Se um pardal enervadamente esvoaça na rua, pousando entretanto para debicar uma beata de cigarro junto ao passeio, sentimos nos ossos o asco que ficou intrínseco a considerar que sim, estamos num mundo à parte do mundo natural.
Nós, e todas as nossas coisas, somos entidades sujas a poluir o mundo, desligados e impositivos. Tudo o que fabricamos e construímos desintegra-se em três vezes mais partículas de lixo que entope pulmões, quem o vê, envergonha-se.
(Vamos pedir desculpa aos pardais.)
Eles sabem que as investigações são gritos ecoados no vento.
Eles sabem que as manifestações são pulgas sacudidas em cão sarnento.
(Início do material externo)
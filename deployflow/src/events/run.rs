//! Typed lifecycle events of a pipeline run.

use crate::core::{NodeRef, OverallStatus, SkipReason};
use serde::Serialize;

/// A lifecycle event emitted by the executor.
///
/// Serialises with an `event` tag holding the dotted event name.
#[derive(Debug, Clone, PartialEq, Eq, Serialize)]
#[serde(tag = "event")]
pub enum RunEvent {
    /// The run began.
    #[serde(rename = "run.started")]
    RunStarted {
        /// Pipeline name.
        pipeline: String,
        /// Run id.
        run_id: String,
        /// Number of planned batches.
        batches: usize,
        /// Plan fingerprint.
        fingerprint: String,
    },
    /// A batch was released.
    #[serde(rename = "batch.started")]
    BatchStarted {
        /// Run id.
        run_id: String,
        /// Batch index.
        index: usize,
        /// Nodes of the batch.
        nodes: Vec<NodeRef>,
    },
    /// A node transitioned to running.
    #[serde(rename = "node.started")]
    NodeStarted {
        /// Run id.
        run_id: String,
        /// The node.
        node: NodeRef,
        /// 1-based attempt.
        attempt: u32,
    },
    /// A failed attempt will be retried.
    #[serde(rename = "node.retrying")]
    NodeRetrying {
        /// Run id.
        run_id: String,
        /// The node.
        node: NodeRef,
        /// The attempt that failed.
        attempt: u32,
        /// Backoff before the next attempt.
        delay_ms: u64,
        /// Error of the failed attempt.
        error: String,
    },
    /// A node succeeded.
    #[serde(rename = "node.succeeded")]
    NodeSucceeded {
        /// Run id.
        run_id: String,
        /// The node.
        node: NodeRef,
        /// Attempts made.
        attempts: u32,
    },
    /// A node failed after all attempts.
    #[serde(rename = "node.failed")]
    NodeFailed {
        /// Run id.
        run_id: String,
        /// The node.
        node: NodeRef,
        /// Attempts made.
        attempts: u32,
        /// Error of the last attempt.
        error: String,
    },
    /// A node was skipped.
    #[serde(rename = "node.skipped")]
    NodeSkipped {
        /// Run id.
        run_id: String,
        /// The node.
        node: NodeRef,
        /// Why it was skipped.
        skip_reason: SkipReason,
    },
    /// A stage resolved as succeeded.
    #[serde(rename = "stage.completed")]
    StageCompleted {
        /// Run id.
        run_id: String,
        /// Stage name.
        stage: String,
    },
    /// A stage resolved as failed.
    #[serde(rename = "stage.failed")]
    StageFailed {
        /// Run id.
        run_id: String,
        /// Stage name.
        stage: String,
    },
    /// The run finished.
    #[serde(rename = "run.completed")]
    RunCompleted {
        /// Run id.
        run_id: String,
        /// Final status.
        status: OverallStatus,
        /// Duration in milliseconds.
        duration_ms: i64,
    },
}

impl RunEvent {
    /// Dotted event name.
    #[must_use]
    pub fn name(&self) -> &'static str {
        match self {
            Self::RunStarted { .. } => "run.started",
            Self::BatchStarted { .. } => "batch.started",
            Self::NodeStarted { .. } => "node.started",
            Self::NodeRetrying { .. } => "node.retrying",
            Self::NodeSucceeded { .. } => "node.succeeded",
            Self::NodeFailed { .. } => "node.failed",
            Self::NodeSkipped { .. } => "node.skipped",
            Self::StageCompleted { .. } => "stage.completed",
            Self::StageFailed { .. } => "stage.failed",
            Self::RunCompleted { .. } => "run.completed",
        }
    }

    /// JSON payload of the event, including the `event` tag.
    #[must_use]
    pub fn data(&self) -> serde_json::Value {
        serde_json::to_value(self).unwrap_or(serde_json::Value::Null)
    }
}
Eles sabem que braços e pernas se cansam e que a máquina continua, avassaladora, devoradora.
Até os foguetes e luzes de reacções e revoluções mais não são que bailado de pernas esticadas e movimentos coreografados.
E assim, ainda antes dos carros voarem, o fantasma da inteligência artificial finalmente adquire contornos e aterroriza muitos. Outros há que relativizam, é uma ferramenta, é só mais um martelo, é o curso natural do nosso curso artificial e desconectado (pede desculpa ao pardal).
Até o senhor do espaço, do carro eléctrico mais bem publicitado da indústria e do pardal azul (também conhecido como Twitter) continua o seu caminho para entrar dentro de cérebros. E até ele se levanta, em mais um esvoaçar coreografado, e diz ao Robot que fique em coma uns seis meses, que vá dormir, que pare de crescer e aprender.
Que estranho tal pedido.
Como pedirmos aos nossos filhos que se congelem no tempo (mas o tempo continua, sempre o tempo).
Claro que o pedido ser feito por gigantes, que competem em roubar o fogo aos deuses, é só uma coincidência (será?), e que os receios de estarmos a tactear uma caixa de Pandora são legítimos (ou infundados?).
Há pelo menos um século que desenhamos e contamos histórias de antecipação a este momento.
Quase todas ilustradas de forma assustadora.
Quase todas inevitáveis, um caminho inexorável onde a Humanidade se encarrilou há muito tempo.
E, mesmo assim, estamos espantados. Como se não fosse suposto termos chegado aqui.
Eles sabem, mas nós não sabemos. Nós continuamos o nosso dia, a fazer tanta coisa, a processar informação a alta velocidade. A tentar determinar o que é importante, o que é essencial, o que é mesquinho e o que é transcendente e incontornável. O que é melhor e o que é pior. Qual o caminho enquanto navegamos sem ter mapa.
Parece que o medo é que a criação reflicta o seu criador.
Parece que o medo é que o filho mate o pai, assim que foque o olhar e conclua que o pardal vale mais que nós.